Die Geschichte des Zuges zum Warner Park, eines der größten Beispiele für die Verschwendung von Infrastrukturen in der Gemeinschaft Madrid, hat ein neues Kapitel: Die Regionalregierung wurde aufgefordert, 7,56 Millionen Euro mehr für eine Vorortbahn zu zahlen, die seit 13 Jahren nicht mehr benutzt wird und deren Bau rund 85 Millionen Euro gekostet hat. Die Infrastruktur, die C-3a zwischen Pinto und San Martín de la Vega, wurde 2002 eingeweiht, um den Warner Park und die Gemeinde mit dem Cercanías-Netz zu verbinden. Unter der Regierung von Gallardón wurde sie jedoch von seiner Nachfolgerin Esperanza Aguirre 2012 wegen mangelnder Fahrgäste und geringer Rentabilität endgültig geschlossen.

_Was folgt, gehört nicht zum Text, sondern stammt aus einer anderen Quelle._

impl AdsorptionWorkflowBuilder {
    pub fn new(
        bulk: Structure,
        adsorbates: Vec<Molecule>,
        config: WorkflowConfig,
        slab_generator: Arc<dyn SlabGenerator>,
        site_finder: Arc<dyn SiteFinder>,
    ) -> Self {
        Self {
            bulk,
            adsorbates,
            config,
            slab_generator,
            site_finder,
        }
    }

    fn metadata(&self, extra: Value) -> Value {
        let mut metadata = Map::new();
        if let Some(worker) = &self.config.worker {
            metadata.insert("worker".to_string(), json!(worker));
        }
        if let Value::Object(extra) = extra {
            metadata.extend(extra);
        }
        Value::Object(metadata)
    }

    fn node(&self, id: String, spec: NodeSpec) -> Node {
        Node::from_spec(id, spec, &self.config.executor)
    }

    pub fn build(&self) -> Result<AdsorptionWorkflow> {
        self.config.validate()?;
        let config = &self.config;
        let name = format!("Photocatalyst Workflow, Catalyst: {}", self.bulk.formula());
        let bulk_formula = self.bulk.formula();

        let slabs =
            self.slab_generator
                .generate_slabs(&self.bulk, config.max_index, &config.slab_params)?;

        let placement = config.placement_params();
        let mut nodes = Vec::new();
        let mut sites = Vec::new();

        if config.add_molecules_in_box {
            for (ads_idx, adsorbate) in self.adsorbates.iter().enumerate() {
                let id = format!("molecule_{}_optimize", ads_idx);
                nodes.push(self.node(
                    id,
                    NodeSpec::new(OPTIMIZE_ACTION)
                        .with_name(format!("{} molecule optimization", adsorbate.formula()))
                        .with_inputs(json!({
                            "structure": adsorbate.in_box(config.box_size),
                            "publish_prefix": format!("molecule_{}", ads_idx),
                        }))
                        .with_metadata(self.metadata(json!({}))),
                ));
            }
        }

        for (slab_idx, slab) in slabs.iter().enumerate() {
            if config.dos_slab {
                nodes.push(self.node(
                    slab_static_node_id(slab_idx),
                    NodeSpec::new(STATIC_ACTION)
                        .with_name(format!("Slab Static Calculation for {}", slab.miller_label()))
                        .with_inputs(json!({ "structure": slab, "slab_idx": slab_idx }))
                        .with_metadata(self.metadata(json!({}))),
                ));
            }
        }

        for (ads_idx, adsorbate) in self.adsorbates.iter().enumerate() {
            for (slab_idx, slab) in slabs.iter().enumerate() {
                let miller = slab.miller_label();

                if !config.optimize_distance {
                    let distance = config.selection.default_distance;
                    let structures = self.site_finder.adsorption_structures(
                        slab,
                        adsorbate,
                        distance,
                        &placement,
                    )?;
                    for (site_idx, structure) in structures.into_iter().enumerate() {
                        let key = SiteKey::new(ads_idx, slab_idx, site_idx);
                        nodes.push(self.node(
                            format!("{}_optimize", key),
                            NodeSpec::new(OPTIMIZE_ACTION)
                                .with_name(format!(
                                    "{}-{}{} adsorbate optimization: {}. Site: {}",
                                    adsorbate.formula(),
                                    bulk_formula,
                                    miller,
                                    distance,
                                    site_idx
                                ))
                                .with_branch(key.to_string())
                                .with_inputs(json!({
                                    "structure": structure,
                                    "publish_prefix": key.to_string(),
                                }))
                                .with_metadata(self.metadata(json!({
                                    SITE_KEY: key.to_string(),
                                    "optimal_distance": distance,
                                }))),
                        ));
                        sites.push(key);
                    }
                    continue;
                }

                let mut trials_by_site: BTreeMap<SiteKey, Vec<String>> = BTreeMap::new();
                for (distance_idx, distance) in config.distances.iter() {
                    let structures = self.site_finder.adsorption_structures(
                        slab,
                        adsorbate,
                        distance,
                        &placement,
                    )?;

                    for (site_idx, structure) in structures.into_iter().enumerate() {
                        let key = SiteKey::new(ads_idx, slab_idx, site_idx);

                        if config.dos_molecule {
                            nodes.push(self.node(
                                format!("adsorbate_static_{}_{}", key, distance_idx),
                                NodeSpec::new(STATIC_ACTION)
                                    .with_name(format!(
                                        "Adsorbate Static Calculation for Site: {} of {} at {}",
                                        site_idx, miller, distance
                                    ))
                                    .with_inputs(json!({
                                        "structure": structure.adsorbate_only(),
                                        "energy_key": format!("{}_{}_adsorbate_energy", key, distance_idx),
                                    }))
                                    .with_metadata(self.metadata(json!({
                                        SITE_KEY: key.to_string(),
                                    }))),
                            ));
                        }

                        let id = trial_node_id(&key, distance_idx);
                        nodes.push(self.node(
                            id.clone(),
                            NodeSpec::new(STATIC_TRIAL_ACTION)
                                .with_name(format!(
                                    "{}-{}{} distance optimization: {}. Site: {}",
                                    adsorbate.formula(),
                                    bulk_formula,
                                    miller,
                                    distance,
                                    site_idx
                                ))
                                .with_branch(key.to_string())
                                .with_inputs(json!({
                                    "key": key,
                                    "distance_idx": distance_idx,
                                    "structure": structure,
                                }))
                                .with_metadata(self.metadata(json!({
                                    SITE_KEY: key.to_string(),
                                    DISTANCE_INDEX: distance_idx,
                                    "distance": distance,
                                }))),
                        ));
                        trials_by_site.entry(key).or_default().push(id);
                    }
                }

                for (key, trial_ids) in trials_by_site {
                    nodes.extend(self.decision_chain(
                        &key,
                        trial_ids,
                        slab,
                        adsorbate,
                        &bulk_formula,
                    ));
                    sites.push(key);
                }
            }
        }

        info!(
            workflow = %name,
            slabs = slabs.len(),
            sites = sites.len(),
            nodes = nodes.len(),
            "Built adsorption workflow"
        );

        Ok(AdsorptionWorkflow {
            graph: Graph {
                name: name.clone(),
                description: format!(
                    "{} adsorbates on {} slabs of {}",
                    self.adsorbates.len(),
                    slabs.len(),
                    bulk_formula
                ),
                nodes,
                config: Some(config.executor.clone()),
            },
            name,
            sites,
        })
    }

    /// join → analyze → launch for one site
    fn decision_chain(
        &self,
        key: &SiteKey,
        trial_ids: Vec<String>,
        slab: &Structure,
        adsorbate: &Molecule,
        bulk_formula: &str,
    ) -> Vec<Node> {
        let branch = key.to_string();
        let site_metadata = self.metadata(json!({ SITE_KEY: key.to_string() }));
        let miller = slab.miller_label();

        let join = self.node(
            join_node_id(key),
            NodeSpec::new(JOB_STATUS_JOIN_ACTION)
                .with_name(format!("Job Status Join, Site: {} of {}", key.site_idx, miller))
                .with_deps(trial_ids)
                .allow_failed_parents()
                .with_branch(branch.clone())
                .with_inputs(json!({ "key": key }))
                .with_metadata(site_metadata.clone()),
        );

        let mut analyze_deps = vec![join.id.clone()];
        if self.config.dos_slab {
            analyze_deps.push(slab_static_node_id(key.slab_idx));
        }
        let analyze = self.node(
            analyze_node_id(key),
            NodeSpec::new(ANALYZE_ACTION)
                .with_name(format!(
                    "Optimal Distance Analysis, Adsorbate: {}, Surface: {}, Site: {}",
                    adsorbate.formula(),
                    miller,
                    key.site_idx
                ))
                .with_deps(analyze_deps)
                .allow_failed_parents()
                .with_branch(branch.clone())
                .with_inputs(json!({ "key": key, "adsorbate": adsorbate }))
                .with_metadata(site_metadata.clone()),
        );

        let launch = self.node(
            launch_node_id(key),
            NodeSpec::new(LAUNCH_ACTION)
                .with_name(format!("Launch Optimal Distance, Site: {} of {}", key.site_idx, miller))
                .with_deps(vec![analyze.id.clone()])
                .with_branch(branch)
                .with_inputs(json!({
                    "key": key,
                    "original_slab": slab,
                    "adsorbate": adsorbate,
                    "bulk_formula": bulk_formula,
                }))
                .with_metadata(site_metadata),
        );

        vec![join, analyze, launch]
    }
}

Der neue Gesetzentwurf geht auf ein Urteil des Obersten Gerichtshofs von Madrid zurück, das die Gemeinschaft verpflichtet, einem Bergbauunternehmen eine Entschädigung in Höhe von 7.560.102,77 Euro für die Enteignung der Rechte zum Abbau von Gips im Gebiet des Monte Espartinas zu zahlen, das damals für die Verlegung der Strecke benötigt wurde. Das Gericht hält die von der Jury für territoriale Enteignung im Jahr 2022 festgesetzte Entschädigung von etwas mehr als einer Million Euro für „unzureichend“ und kritisiert außerdem die Madrider Regierung für die zwei Jahrzehnte lange Verzögerung bei der Lösung der Entschädigungsfrage.
Ein Zug, der immer noch nicht funktioniert

Die Strecke, die einst über 15,3 Kilometer elektrifiziertes Doppelgleis, Oberleitungen und spezielle Bahnhöfe für den Themenpark verfügte, wurde bereits vor Jahren teilweise abgebaut, um trotz ihrer Schließung jährlich rund 3 Millionen Euro an Wartungskosten zu sparen. Renfe stellte den Betrieb 2012 ein, und seitdem hat die Gemeinschaft sowohl bei der Zentralregierung als auch bei privaten Betreibern erfolglos um die Wiedereröffnung des Dienstes geworben; vor einem Jahr gab die regionale Exekutive selbst zu, dass die Wiedereröffnung ohne staatliche Unterstützung nicht machbar ist.
Mit dieser neuen Entschädigung festigt der „Zug nach Warner“ seinen Ruf als Fiasko. Es handelt sich um ein Millionenprojekt mit Gesamtkosten von fast 100 Millionen, wenn man die Infrastrukturen und andere damit verbundene Verpflichtungen hinzurechnet, das seit mehr als einem Jahrzehnt nicht mehr in Betrieb ist, aber weiterhin juristische und politische Kosten verursacht. Für San Martín de la Vega, das sich seit Jahren für die Wiederherstellung der Strecke als Instrument für Mobilität und Entwicklung einsetzt, ist das Urteil eine weitere Erinnerung an eine verpasste Chance, die heute weiter entfernt zu sein scheint als je zuvor.